During 2017, the tides of uncertainty flowed into the country from the US, a result of protectionist policies espoused by President Trump targeting Mexico and NAFTA, which sparked the ongoing renegotiation of the treaty. The financial sector tends to be one of the most susceptible to international turbulence and unpredictability but Raúl Martínez-Ostos, Chairman of the Board and Director General of Grupo Financiero Barclays México, says a new NAFTA deal has the potential to further strengthen financial ties in the region. “For the financial sector, having clarity is important to generate more investment between the financial entities of the three countries.
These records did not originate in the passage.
use emberc::lexer::token::{LiteralValue, TokenKind};
use emberc::lexer::{lex, Lexer};

#[test]
fn lexes_basic_function_header() {
    let tokens = lex("fn main() -> i32 {").expect("lex should succeed");
    let kinds: Vec<_> = tokens.iter().map(|t| t.kind).collect();
    assert_eq!(
        kinds,
        vec![
            TokenKind::Fn,
            TokenKind::Identifier,
            TokenKind::LeftParen,
            TokenKind::RightParen,
            TokenKind::Arrow,
            TokenKind::I32,
            TokenKind::LeftBrace,
            TokenKind::Eof,
        ]
    );
}

#[test]
fn round_trips_lexemes_modulo_whitespace() {
    let source = "fn add(mut a: i32, b: i32) -> i32 { let c = a <<= 2; a += b; c ..= 9 }";
    let tokens = lex(source).expect("lex should succeed");

    let rejoined = tokens
        .iter()
        .map(|t| t.lexeme.as_str())
        .collect::<Vec<_>>()
        .join(" ");
    let relexed = lex(&rejoined).expect("rejoined source should lex");

    let kinds: Vec<_> = tokens.iter().map(|t| t.kind).collect();
    let rekinds: Vec<_> = relexed.iter().map(|t| t.kind).collect();
    assert_eq!(kinds, rekinds);
}

#[test]
fn decodes_integer_bases_and_separators() {
    let tokens = lex("0xFF 0b1010 0o17 1_000_000 42i64").expect("lex should succeed");
    let values: Vec<_> = tokens
        .iter()
        .filter(|t| t.kind == TokenKind::IntegerLiteral)
        .map(|t| match t.value {
            Some(LiteralValue::Int(v)) => v,
            ref other => panic!("expected integer value, got {other:?}"),
        })
        .collect();
    assert_eq!(values, vec![255, 10, 15, 1_000_000, 42]);

    // The suffix stays part of the lexeme.
    assert_eq!(tokens[4].lexeme, "42i64");
}

#[test]
fn promotes_to_float_on_fraction_and_exponent() {
    let tokens = lex("3.25 1e3 2.5e-1 7f32").expect("lex should succeed");
    let values: Vec<_> = tokens
        .iter()
        .filter(|t| t.kind == TokenKind::FloatLiteral)
        .map(|t| match t.value {
            Some(LiteralValue::Float(v)) => v,
            ref other => panic!("expected float value, got {other:?}"),
        })
        .collect();
    assert_eq!(values, vec![3.25, 1000.0, 0.25, 7.0]);
}

#[test]
fn integer_followed_by_range_is_not_a_float() {
    let tokens = lex("0..10").expect("lex should succeed");
    let kinds: Vec<_> = tokens.iter().map(|t| t.kind).collect();
    assert_eq!(
        kinds,
        vec![
            TokenKind::IntegerLiteral,
            TokenKind::DotDot,
            TokenKind::IntegerLiteral,
            TokenKind::Eof,
        ]
    );
}

#[test]
fn decodes_string_escapes() {
    let tokens = lex(r#""line\none\ttab\" end\0""#).expect("lex should succeed");
    match &tokens[0].value {
        Some(LiteralValue::Str(value)) => {
            assert_eq!(value, "line\none\ttab\" end\0");
        }
        other => panic!("expected string value, got {other:?}"),
    }
}

#[test]
fn invalid_escape_keeps_character_and_reports() {
    let mut lexer = Lexer::new(r#""bad\qescape""#);
    let tokens = lexer.tokenize_all();
    assert!(lexer.has_errors());
    match &tokens[0].value {
        Some(LiteralValue::Str(value)) => assert_eq!(value, "badqescape"),
        other => panic!("expected string value, got {other:?}"),
    }
}

#[test]
fn decodes_char_literals() {
    let tokens = lex(r"'a' '\n' '\\'").expect("lex should succeed");
    let values: Vec<_> = tokens
        .iter()
        .filter(|t| t.kind == TokenKind::CharLiteral)
        .map(|t| match t.value {
            Some(LiteralValue::Char(v)) => v,
            ref other => panic!("expected char value, got {other:?}"),
        })
        .collect();
    assert_eq!(values, vec!['a', '\n', '\\']);
}

#[test]
fn nested_block_comments_are_whitespace() {
    let tokens = lex("/* outer /* inner */ still outer */ 7").expect("lex should succeed");
    assert_eq!(tokens[0].kind, TokenKind::IntegerLiteral);
    assert_eq!(tokens[1].kind, TokenKind::Eof);
}

#[test]
fn unterminated_nested_comment_reports() {
    let mut lexer = Lexer::new("/* /* */");
    let _ = lexer.tokenize_all();
    assert!(lexer.has_errors());
    assert!(lexer.diagnostics()[0]
        .message
        .contains("unterminated block comment"));
}

#[test]
fn unterminated_string_stops_lexing() {
    let mut lexer = Lexer::new("let x = \"no end");
    let tokens = lexer.tokenize_all();
    assert!(lexer.has_errors());
    assert_eq!(tokens.last().unwrap().kind, TokenKind::Error);
}

#[test]
fn unexpected_character_is_recoverable() {
    let mut lexer = Lexer::new("let $ x");
    let tokens = lexer.tokenize_all();
    assert!(lexer.has_errors());
    // Lexing continued past the error token.
    let kinds: Vec<_> = tokens.iter().map(|t| t.kind).collect();
    assert_eq!(
        kinds,
        vec![
            TokenKind::Let,
            TokenKind::Error,
            TokenKind::Identifier,
            TokenKind::Eof,
        ]
    );
}

#[test]
fn tracks_line_and_column() {
    let tokens = lex("fn\n  main").expect("lex should succeed");
    assert_eq!((tokens[0].location.line, tokens[0].location.column), (1, 1));
    assert_eq!((tokens[1].location.line, tokens[1].location.column), (2, 3));
}

#[test]
fn maximal_munch_prefers_longest_operator() {
    let tokens = lex(">>= >> >= > :: : ..= .. . => =").expect("lex should succeed");
    let kinds: Vec<_> = tokens.iter().map(|t| t.kind).collect();
    assert_eq!(
        kinds,
        vec![
            TokenKind::ShrEqual,
            TokenKind::Shr,
            TokenKind::GreaterEqual,
            TokenKind::Greater,
            TokenKind::ColonColon,
            TokenKind::Colon,
            TokenKind::DotDotEqual,
            TokenKind::DotDot,
            TokenKind::Dot,
            TokenKind::FatArrow,
            TokenKind::Equal,
            TokenKind::Eof,
        ]
    );
}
We can work together to ensure the safety of our co-nationals and the integrity and stability of the financial sector.” Despite overall optimism, some pundits say that uncertainty should not be taken lightly. “In general, the discourse has become more optimistic compared to the initial shock the markets displayed when President Trump was elected. This optimism might be a little exaggerated. I think we are embracing an assumption of a new normality that may not be that easy to sustain,” says Octavio Liévano, Country Head of Crédit Agricole. Domestic uncertainty also abounds with federal elections set for 2018.
Martínez-Ostos believes investor confidence should not be confused with lack of tasks to be completed. “It is essential to maintain the basic principles of responsible macroeconomic management and to foster an environment of clarity, certainty and transparency.”